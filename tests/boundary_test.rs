use chrono::Utc;
use std::fs;
use std::path::Path;
use tempfile::TempDir;
use toolbox_release::boundary::BoundaryWarning;
use toolbox_release::config::Config;
use toolbox_release::content::{ReleaseContent, ReleaseContext};
use toolbox_release::domain::{Classification, DirectoryCounts, Version, WatchedDir};
use toolbox_release::manifest::ManifestUpdater;
use toolbox_release::packager::Packager;
use toolbox_release::ui;

fn write(root: &Path, relative: &str, content: &str) {
    let path = root.join(relative);
    fs::create_dir_all(path.parent().unwrap()).unwrap();
    fs::write(path, content).unwrap();
}

fn checkout(readme: &str, index: &str) -> TempDir {
    let dir = TempDir::new().unwrap();
    write(dir.path(), "package.json", "{\"version\": \"1.2.0\"}\n");
    write(dir.path(), "README.md", readme);
    write(dir.path(), "messages.json", index);
    dir
}

fn context() -> ReleaseContext {
    ReleaseContext {
        display_name: "Nunjucks Toolbox".to_string(),
        version: Version::new(1, 3, 0),
        tag: "v1.3.0".to_string(),
        previous_tag: Some("v1.2.0".to_string()),
        repository_url: "https://github.com/acme/nunjucks-toolbox".to_string(),
        archive_name: "NunjucksToolbox-v1.3.0.zip".to_string(),
    }
}

fn snippet_content() -> ReleaseContent {
    ReleaseContent::synthesize(
        &Classification::default(),
        &DirectoryCounts::new().with(WatchedDir::Snippets, 2),
        false,
    )
}

// ============================================================================
// Manifest Updater Boundaries
// ============================================================================

#[test]
fn test_readme_without_features_section_is_left_alone() {
    let dir = checkout("# Toolbox 1.2.0\n\nNo sections here.\n", "{}");
    let config = Config::default();

    let report = ManifestUpdater::new(dir.path(), &config)
        .apply(&context(), &snippet_content(), Utc::now())
        .expect("a missing features section is not fatal");

    assert!(
        report.warnings.contains(&BoundaryWarning::MissingFeaturesSection {
            readme: "README.md".to_string()
        }),
        "Expected a MissingFeaturesSection warning, got: {:?}",
        report.warnings
    );
    let readme = fs::read_to_string(dir.path().join("README.md")).unwrap();
    assert_eq!(readme, "# Toolbox 1.3.0\n\nNo sections here.\n");
}

#[test]
fn test_index_pointing_at_absent_install_message() {
    let dir = checkout("# Toolbox\n", r#"{"install": "messages/install.txt"}"#);
    let config = Config::default();

    let report = ManifestUpdater::new(dir.path(), &config)
        .apply(&context(), &snippet_content(), Utc::now())
        .unwrap();

    assert!(
        report.warnings.contains(&BoundaryWarning::InstallMessageMissing {
            path: "messages/install.txt".to_string()
        }),
        "Expected an InstallMessageMissing warning, got: {:?}",
        report.warnings
    );
    assert!(!report.paths().contains(&"messages/install.txt".to_string()));
}

#[test]
fn test_message_index_without_install_key() {
    let dir = checkout("# Toolbox\n", "{}");
    let config = Config::default();

    let maintenance = ReleaseContent::synthesize(&Classification::default(), &DirectoryCounts::new(), false);
    let report = ManifestUpdater::new(dir.path(), &config)
        .apply(&context(), &maintenance, Utc::now())
        .unwrap();

    assert!(report.warnings.is_empty(), "got: {:?}", report.warnings);
    let index = fs::read_to_string(dir.path().join("messages.json")).unwrap();
    assert_eq!(index, "{\n  \"1.3.0\": \"messages/1.3.0.txt\"\n}\n");
}

// ============================================================================
// Packager Boundaries
// ============================================================================

#[test]
fn test_bare_package_still_packages() {
    let dir = checkout("# Toolbox\n", "{}");
    let config = Config::default();

    let artifact = Packager::new(dir.path(), &config)
        .package("v1.3.0")
        .expect("only required files are needed");

    assert_eq!(artifact.file_count, 3);
    let skipped = config.packaging.directories.len() + config.packaging.optional_files.len();
    assert_eq!(
        artifact.warnings.len(),
        skipped,
        "Every optional input should be reported, got: {:?}",
        artifact.warnings
    );
}

// ============================================================================
// Warning Display
// ============================================================================

#[test]
fn test_display_boundary_warnings() {
    // Visual verification test - output is printed to stderr
    let warnings = vec![
        BoundaryWarning::NoPreviousRelease {
            pattern: "v{version}".to_string(),
        },
        BoundaryWarning::NoNewCommits {
            latest_tag: "v1.2.0".to_string(),
        },
        BoundaryWarning::UnclassifiedCommits { count: 2 },
    ];
    for warning in &warnings {
        ui::display_boundary_warning(warning);
    }
}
* * *
Requirement:
Show every line above in which the word "WatchedDir" appears.

Exercise output:
use toolbox_release::domain::{Classification, DirectoryCounts, Version, WatchedDir};
        &DirectoryCounts::new().with(WatchedDir::Snippets, 2),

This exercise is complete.